Other SAR algorithms Compared with Progol
	The train/test dataset has previously been studied using a number of 
different SAR methods.  We use the predictions from these methods and the 
predictions from two default methods to compare their results with those of 
Progol.  The two default methods that we implemented were:

1)	The largest class prediction method is to predict all compounds to be 
carcinogenic (this is the largest class).  

2)	The Ames prediction method is to predicted a compound to be carcinogenic if 
it has any form of positive Ames test.  


	The previously applied prediction methods that were compared with 
Progol can be grouped into two groups.  In the first group are the prediction 
methods that do not directly use data from experiments on rodents.  The Progol  
SAR method belongs to this group and can be directly compared with such 
methods.  These methods are: 

3)	The Bakale & McCreary method [9] used experimentally measured 
electrophilic reactivity (Ke)  values to discriminate between carcinogenic and 
non-carcinogenic compounds.  

4)	The DEREK method (Deductive Estimation of Risk from Existing Knowledge) 
[5]  is an expert-system that predicts 

carcinogenesis based on a set of rules derived from experienced chemists.  
5)	The COMPACT method [10]   

predicts carcinogenesis based on the predicted interaction of the compound 
with cytochrome P450 and the Ah receptor.  

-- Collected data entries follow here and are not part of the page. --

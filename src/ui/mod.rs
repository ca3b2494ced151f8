//! Shared full-screen views.

pub mod error;
pub mod waveform_view;

pub use error::{report_error, ErrorScreen};
pub use waveform_view::WaveformScreen;
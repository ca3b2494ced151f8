//! Mapping of raw signal readings into bounded visual amplitudes.
//!
//! Decibel readings go through a clamp, a linear rescale, a power-law response
//! curve and an optional floor remap. The defaults (-60..0 dB, squared
//! response, 5% floor) give low-level speech a visible height while keeping
//! silence distinguishable from a flat zero line.

use super::error::CurveError;

/// Lowest dBFS value reported for digital silence.
pub const SILENCE_DB: f32 = -160.0;

/// Default lower decibel bound (treated as silence).
pub const DEFAULT_MIN_DB: f32 = -60.0;

/// Default upper decibel bound (full scale).
pub const DEFAULT_MAX_DB: f32 = 0.0;

/// Default response curve exponent.
pub const DEFAULT_EXPONENT: f32 = 2.0;

/// Default floor, the height of a silent reading.
pub const DEFAULT_FLOOR: f32 = 0.05;

/// Configured decibel-to-amplitude response.
#[derive(Debug, Clone, Copy, PartialEq)]
pub struct NormalizationCurve {
    min_db: f32,
    max_db: f32,
    exponent: f32,
    floor: f32,
}

impl Default for NormalizationCurve {
    fn default() -> Self {
        Self {
            min_db: DEFAULT_MIN_DB,
            max_db: DEFAULT_MAX_DB,
            exponent: DEFAULT_EXPONENT,
            floor: DEFAULT_FLOOR,
        }
    }
}

impl NormalizationCurve {
    /// Creates a curve after validating its parameters.
    ///
    /// # Errors
    /// - If either bound is not finite
    /// - If `min_db >= max_db`
    /// - If `exponent` is not a positive finite number
    /// - If `floor` is outside `[0, 1)`
    pub fn new(min_db: f32, max_db: f32, exponent: f32, floor: f32) -> Result<Self, CurveError> {
        if !min_db.is_finite() || !max_db.is_finite() {
            return Err(CurveError::NonFiniteBounds);
        }
        if min_db >= max_db {
            return Err(CurveError::InvertedRange { min_db, max_db });
        }
        if !exponent.is_finite() || exponent <= 0.0 {
            return Err(CurveError::InvalidExponent(exponent));
        }
        if !(0.0..1.0).contains(&floor) {
            return Err(CurveError::InvalidFloor(floor));
        }

        Ok(Self {
            min_db,
            max_db,
            exponent,
            floor,
        })
    }

    pub fn min_db(&self) -> f32 {
        self.min_db
    }

    pub fn max_db(&self) -> f32 {
        self.max_db
    }

    pub fn exponent(&self) -> f32 {
        self.exponent
    }

    /// Amplitude of a reading at or below `min_db`.
    pub fn floor(&self) -> f32 {
        self.floor
    }

    /// Normalizes a power reading in decibels into `[floor, 1]`.
    ///
    /// Out-of-range readings are clamped; NaN counts as silence. Computed in
    /// f64 so that both bounds map exactly onto `floor` and `1.0`.
    pub fn normalize_db(&self, db: f32) -> f32 {
        let db = if db.is_nan() { self.min_db } else { db };
        let clamped = f64::from(db.clamp(self.min_db, self.max_db));

        let min = f64::from(self.min_db);
        let range = f64::from(self.max_db) - min;
        let linear = (clamped - min) / range;
        let curved = linear.powf(f64::from(self.exponent));

        let floor = f64::from(self.floor);
        let scaled = floor + (1.0 - floor) * curved;

        (scaled as f32).clamp(0.0, 1.0)
    }

    /// Clamps a linear magnitude (peak detection output) into `[0, 1]`.
    ///
    /// The floor is not applied: silence in a stored file stays at zero.
    pub fn normalize_linear(&self, magnitude: f32) -> f32 {
        normalize_linear(magnitude)
    }
}

/// Clamps a linear magnitude into `[0, 1]`, mapping NaN to zero.
pub fn normalize_linear(magnitude: f32) -> f32 {
    if magnitude.is_nan() {
        0.0
    } else {
        magnitude.abs().clamp(0.0, 1.0)
    }
}

/// Average power of 16-bit PCM samples in dBFS.
///
/// Uses the RMS of the block relative to full scale. An empty or all-zero
/// block reports [`SILENCE_DB`].
pub fn power_db_from_samples(samples: &[i16]) -> f32 {
    if samples.is_empty() {
        return SILENCE_DB;
    }

    let sum_of_squares: f64 = samples.iter().map(|&s| f64::from(s).powi(2)).sum();
    let rms = (sum_of_squares / samples.len() as f64).sqrt();

    if rms > 0.0 {
        ((20.0 * (rms / f64::from(i16::MAX)).log10()) as f32).max(SILENCE_DB)
    } else {
        SILENCE_DB
    }
}

#[cfg(test)]
mod tests {
    use super::*;

    #[test]
    fn test_boundaries_map_exactly() {
        let curve = NormalizationCurve::default();
        assert_eq!(curve.normalize_db(curve.min_db()), curve.floor());
        assert_eq!(curve.normalize_db(curve.max_db()), 1.0);

        let no_floor = NormalizationCurve::new(-50.0, 0.0, 1.0, 0.0).unwrap();
        assert_eq!(no_floor.normalize_db(-50.0), 0.0);
        assert_eq!(no_floor.normalize_db(0.0), 1.0);
    }

    #[test]
    fn test_out_of_range_readings_are_clamped() {
        let curve = NormalizationCurve::default();
        assert_eq!(curve.normalize_db(-120.0), curve.floor());
        assert_eq!(curve.normalize_db(SILENCE_DB), curve.floor());
        assert_eq!(curve.normalize_db(f32::NEG_INFINITY), curve.floor());
        assert_eq!(curve.normalize_db(12.0), 1.0);
        assert_eq!(curve.normalize_db(f32::INFINITY), 1.0);
        assert_eq!(curve.normalize_db(f32::NAN), curve.floor());
    }

    #[test]
    fn test_output_bounded_and_monotonic() {
        let curves = [
            NormalizationCurve::default(),
            NormalizationCurve::new(-50.0, 0.0, 2.0, 0.2).unwrap(),
            NormalizationCurve::new(-60.0, 0.0, 1.0, 0.0).unwrap(),
            NormalizationCurve::new(-80.0, -10.0, 0.5, 0.0).unwrap(),
        ];

        for curve in curves {
            let mut previous = f32::MIN;
            let mut db = -100.0_f32;
            while db <= 10.0 {
                let value = curve.normalize_db(db);
                assert!((0.0..=1.0).contains(&value), "{value} out of range at {db} dB");
                assert!(value >= previous, "not monotonic at {db} dB");
                previous = value;
                db += 0.1;
            }
        }
    }

    #[test]
    fn test_squared_response_midpoint() {
        let curve = NormalizationCurve::new(-60.0, 0.0, 2.0, 0.0).unwrap();
        // Halfway in dB is a quarter after squaring.
        assert!((curve.normalize_db(-30.0) - 0.25).abs() < 1e-6);

        let floored = NormalizationCurve::default();
        let expected = 0.05 + 0.95 * 0.25;
        assert!((floored.normalize_db(-30.0) - expected).abs() < 1e-6);
    }

    #[test]
    fn test_invalid_curves_are_rejected() {
        assert_eq!(
            NormalizationCurve::new(0.0, -60.0, 2.0, 0.0),
            Err(CurveError::InvertedRange {
                min_db: 0.0,
                max_db: -60.0
            })
        );
        assert_eq!(
            NormalizationCurve::new(-60.0, 0.0, 0.0, 0.0),
            Err(CurveError::InvalidExponent(0.0))
        );
        assert_eq!(
            NormalizationCurve::new(-60.0, 0.0, 2.0, 1.0),
            Err(CurveError::InvalidFloor(1.0))
        );
        assert_eq!(
            NormalizationCurve::new(f32::NEG_INFINITY, 0.0, 2.0, 0.0),
            Err(CurveError::NonFiniteBounds)
        );
    }

    #[test]
    fn test_normalize_linear() {
        assert_eq!(normalize_linear(0.0), 0.0);
        assert_eq!(normalize_linear(0.4), 0.4);
        assert_eq!(normalize_linear(-0.4), 0.4);
        assert_eq!(normalize_linear(3.0), 1.0);
        assert_eq!(normalize_linear(f32::NAN), 0.0);
    }

    #[test]
    fn test_power_db_from_samples() {
        assert_eq!(power_db_from_samples(&[]), SILENCE_DB);
        assert_eq!(power_db_from_samples(&[0; 64]), SILENCE_DB);

        let full_scale = vec![i16::MAX; 64];
        assert!(power_db_from_samples(&full_scale).abs() < 1e-3);

        let half_scale = vec![i16::MAX / 2; 64];
        assert!((power_db_from_samples(&half_scale) + 6.02).abs() < 0.05);
    }
}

6)	The CASE method [25]  is based on a statistical method of selecting chemical 
substructures associated with carcinogenesis.  

7)	The TOPKAT system [11]  uses 
structural attributes to describe the compounds and applies statistical 
discrimination and regression to estimate the probability of carcinogenesis; 
interestingly it uses a number of non-carcinogenic pharmaceuticals and food 
additives to increase the number of negative examples.  

8)	The Benigni method [12] forms a Hansch type QSAR using estimated 
electrophilic reactivity (Ke) and Ashbys structural alerts (see below).  


	The second group of prediction methods that have been previously 
applied use information from biological tests on rodents.  It is unfair to directly 
compare these procedures with methods based only on chemical structure and 
Salmonella mutagenicity as they use more information.  Rodent biological tests 
are very expensive both in money and animal welfare terms.  The prediction 
methods that use rodent biological tests are:

9) 	The Ashby prediction method [28] is based on the expert judgement
of chemists to evaluate evidence from: a set of chemical structural
indicators, Salmonella mutagenicity, subchronic in vivo toxicity, the
route of administration of the compound, and MTD dose levels [4] .
When experimental carcinogenicity results from previous studies were
available in the literature, this evidence was also taken into
consideration [15] .

10)	The TIPT method [8] uses the machine learning algorithm C4.5 (a 
propositional tree-learning method) to combine the same evidence used by 
the Ashby prediction method.  It cannot identify new structural alerts.  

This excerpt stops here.